About this exercise: Retype only the lines at the head of the records, first through the one with "from an optional", exactly as written.

═════ Extracted material

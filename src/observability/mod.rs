//! Observability subsystem.
//!
//! # Data Flow
//! ```text
//! LogConfig
//!     → logging.rs (threshold, encoder, default sink)
//!     → rotation.rs (rotating file writer, file output only)
//!
//! Consumers:
//!     → stdout (human-readable text)
//!     → rotated log files (one JSON object per line)
//! ```
//!
//! # Design Decisions
//! - Structured logging (JSON) for machine parsing
//! - Explicit `Logger` handles first; the global default is a convenience

pub mod logging;
pub mod rotation;

pub use logging::{init_logger, LogError, Logger};
//! logkit
//!
//! Builds a `LogConfig` from an optional TOML file plus command-line flags,
//! installs it as the process-wide log sink, and either emits one record per
//! level or keeps re-installing the sink as the config file changes.
//!
//! ```text
//! --config file ──▶ loader ──┐
//!                            ├─▶ LogConfig ──▶ init_logger ──▶ stdout | rotated file
//! --level/--output/... ──────┘        ▲
//!                                     │ (--watch)
//!                            watcher ─┘
//! ```

use std::path::PathBuf;

use clap::Parser;

use logkit::config::loader::{read_config, ConfigError};
use logkit::config::validation::validate_config;
use logkit::config::watcher::ConfigWatcher;
use logkit::config::{LogConfig, LogLevel, LogOutput};
use logkit::init_logger;

#[derive(Parser, Debug)]
#[command(name = "logkit")]
#[command(about = "Install a structured logger from a config file and flags", long_about = None)]
struct Cli {
    /// TOML file with a [log] table
    #[arg(short, long)]
    config: Option<PathBuf>,

    /// debug, info, warn or error (anything else means info)
    #[arg(short, long)]
    level: Option<String>,

    /// "file" for the rotating file, anything else for the console
    #[arg(short, long)]
    output: Option<String>,

    /// Log file path
    #[arg(short, long)]
    file: Option<PathBuf>,

    /// Rotation threshold in megabytes
    #[arg(long)]
    max_size: Option<u32>,

    /// Days to keep rotated files
    #[arg(long)]
    max_age: Option<u32>,

    /// Gzip rotated files
    #[arg(long, overrides_with = "no_compress")]
    compress: bool,

    /// Keep rotated files uncompressed, even if the config file says otherwise
    #[arg(long, overrides_with = "compress")]
    no_compress: bool,

    /// Keep running and re-install the logger when the config file changes
    #[arg(short, long, requires = "config")]
    watch: bool,
}

impl Cli {
    /// Flags win over values from the file.
    fn apply_overrides(&self, mut config: LogConfig) -> LogConfig {
        if let Some(level) = &self.level {
            config.level = LogLevel::parse(level);
        }
        if let Some(output) = &self.output {
            config.output = LogOutput::parse(output);
        }
        if let Some(file) = &self.file {
            config.file_path = file.clone();
        }
        if let Some(max_size) = self.max_size {
            config.max_size = max_size;
        }
        if let Some(max_age) = self.max_age {
            config.max_age = max_age;
        }
        if self.compress {
            config.compress = true;
        }
        if self.no_compress {
            config.compress = false;
        }
        config
    }

    /// File values, then flags on top; only the merged result is validated.
    fn resolve(&self) -> Result<LogConfig, ConfigError> {
        let base = match &self.config {
            Some(path) => read_config(path)?,
            None => LogConfig::default(),
        };
        let config = self.apply_overrides(base);
        validate_config(&config).map_err(ConfigError::Validation)?;
        Ok(config)
    }
}

fn emit_samples() {
    tracing::debug!(sample = 1, "debug record");
    tracing::info!(sample = 2, "info record");
    tracing::warn!(sample = 3, "warn record");
    tracing::error!(sample = 4, "error record");
}

#[tokio::main]
async fn main() -> Result<(), Box<dyn std::error::Error>> {
    let cli = Cli::parse();
    let config = cli.resolve()?;

    init_logger(&config)?;

    tracing::info!(
        level = %config.level,
        output = %config.output,
        file_path = %config.file_path.display(),
        max_size_mb = config.max_size,
        max_age_days = config.max_age,
        compress = config.compress,
        "logkit v0.1.0 started"
    );

    if !cli.watch {
        emit_samples();
        return Ok(());
    }

    let Some(path) = cli.config.as_deref() else {
        return Ok(());
    };
    let (watcher, mut updates) = ConfigWatcher::new(path);
    let _watcher = watcher.run()?;

    let shutdown = tokio::signal::ctrl_c();
    tokio::pin!(shutdown);

    loop {
        tokio::select! {
            Some(new_config) = updates.recv() => {
                let new_config = cli.apply_overrides(new_config);
                match init_logger(&new_config) {
                    Ok(()) => tracing::info!(
                        level = %new_config.level,
                        output = %new_config.output,
                        "Log config reloaded"
                    ),
                    Err(e) => tracing::error!("Failed to install reloaded log config: {}. Keeping current configuration.", e),
                }
            }
            _ = &mut shutdown => {
                tracing::info!("Shutdown signal received");
                break;
            }
        }
    }

    Ok(())
}
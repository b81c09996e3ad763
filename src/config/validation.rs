//! Configuration validation.
//!
//! # Responsibilities
//! - Semantic validation (serde handles syntactic)
//! - Check that a file-bound config names a usable target path
//!
//! # Design Decisions
//! - Returns all validation errors, not just first
//! - Validation is pure function: LogConfig → Result<(), Vec<ValidationError>>
//! - Level and output strings are never rejected; they were already
//!   normalized during parsing
//! - Console-bound configs always validate, whatever their file settings

use std::fmt;
use std::path::PathBuf;

use thiserror::Error;

use crate::config::schema::{LogConfig, LogOutput};

#[derive(Debug, Clone, PartialEq, Eq, Error)]
pub enum ValidationError {
    #[error("file output selected but file_path is empty")]
    MissingFilePath,

    #[error("file_path {0:?} is a directory")]
    PathIsDirectory(PathBuf),

    #[error("file_path {0:?} has no file name")]
    NoFileName(PathBuf),
}

pub fn validate_config(config: &LogConfig) -> Result<(), Vec<ValidationError>> {
    if config.output != LogOutput::File {
        return Ok(());
    }

    let mut errors = Vec::new();
    let path = &config.file_path;

    if path.as_os_str().is_empty() {
        errors.push(ValidationError::MissingFilePath);
    } else {
        if path.is_dir() {
            errors.push(ValidationError::PathIsDirectory(path.clone()));
        }
        if path.file_name().is_none() {
            errors.push(ValidationError::NoFileName(path.clone()));
        }
    }

    if errors.is_empty() {
        Ok(())
    } else {
        Err(errors)
    }
}

/// Comma-joined rendering used by the error types that wrap a list.
pub(crate) struct DisplayErrors<'a>(pub &'a [ValidationError]);

impl fmt::Display for DisplayErrors<'_> {
    fn fmt(&self, f: &mut fmt::Formatter<'_>) -> fmt::Result {
        for (i, err) in self.0.iter().enumerate() {
            if i > 0 {
                write!(f, ", ")?;
            }
            write!(f, "{}", err)?;
        }
        Ok(())
    }
}
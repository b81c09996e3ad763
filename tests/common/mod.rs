//! Shared utilities for logger integration tests.

use std::io;
use std::path::Path;
use std::sync::{Arc, Mutex};

use tracing_subscriber::fmt::MakeWriter;

/// In-memory stand-in for stdout.
#[allow(dead_code)]
#[derive(Clone, Default)]
pub struct CapturedConsole(Arc<Mutex<Vec<u8>>>);

impl CapturedConsole {
    #[allow(dead_code)]
    pub fn contents(&self) -> String {
        String::from_utf8(self.0.lock().unwrap().clone()).unwrap()
    }
}

impl io::Write for CapturedConsole {
    fn write(&mut self, buf: &[u8]) -> io::Result<usize> {
        self.0.lock().unwrap().extend_from_slice(buf);
        Ok(buf.len())
    }

    fn flush(&mut self) -> io::Result<()> {
        Ok(())
    }
}

impl<'a> MakeWriter<'a> for CapturedConsole {
    type Writer = CapturedConsole;

    fn make_writer(&'a self) -> Self::Writer {
        self.clone()
    }
}

/// Parse every line of a JSON-lines log file.
pub fn read_json_lines(path: &Path) -> Vec<serde_json::Value> {
    let content = std::fs::read_to_string(path).unwrap_or_default();
    content
        .lines()
        .filter(|l| !l.trim().is_empty())
        .map(|l| serde_json::from_str(l).unwrap_or_else(|e| panic!("not JSON: {:?} ({})", l, e)))
        .collect()
}

/// Messages of the records in a JSON-lines log file.
pub fn messages(path: &Path) -> Vec<String> {
    read_json_lines(path)
        .iter()
        .filter_map(|v| v["fields"]["message"].as_str().map(str::to_owned))
        .collect()
}
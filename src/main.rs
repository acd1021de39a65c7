mod config;
mod error;
mod routes;

use std::process::ExitCode;

use tracing_subscriber::EnvFilter;

use crate::config::ServerConfig;
use crate::error::ServerError;

#[tokio::main]
async fn main() -> ExitCode {
    // `.env` is optional; values already in the environment win.
    let _ = dotenvy::dotenv();

    tracing_subscriber::fmt()
        .with_env_filter(EnvFilter::try_from_default_env().unwrap_or_else(|_| EnvFilter::new("info")))
        .init();

    match run().await {
        Ok(()) => ExitCode::SUCCESS,
        Err(e) => {
            tracing::error!(error = %e, "coworking stopped");
            ExitCode::FAILURE
        }
    }
}

async fn run() -> Result<(), ServerError> {
    let config = ServerConfig::from_env()?;
    let addr = config.addr;
    let app = routes::app(config.leptos_options);

    let listener = tokio::net::TcpListener::bind(addr)
        .await
        .map_err(|source| ServerError::Bind { addr, source })?;

    tracing::info!(%addr, "coworking listening");
    axum::serve(listener, app.into_make_service())
        .await
        .map_err(ServerError::Serve)
}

══════════

Output of the exercise:
filename src/observability/mod.rs
//! Observability subsystem.
//!
//! # Data Flow
//! ```text
//! LogConfig
//!     → logging.rs (threshold, encoder, default sink)
//!     → rotation.rs (rotating file writer, file output only)
//!
//! Consumers:
//!     → stdout (human-readable text)
//!     → rotated log files (one JSON object per line)
//! ```
//!
//! # Design Decisions
//! - Structured logging (JSON) for machine parsing
//! - Explicit `Logger` handles first; the global default is a convenience

pub mod logging;
pub mod rotation;

pub use logging::{init_logger, LogError, Logger};
//! logkit
//!
//! Builds a `LogConfig` from an optional TOML file plus command-line flags,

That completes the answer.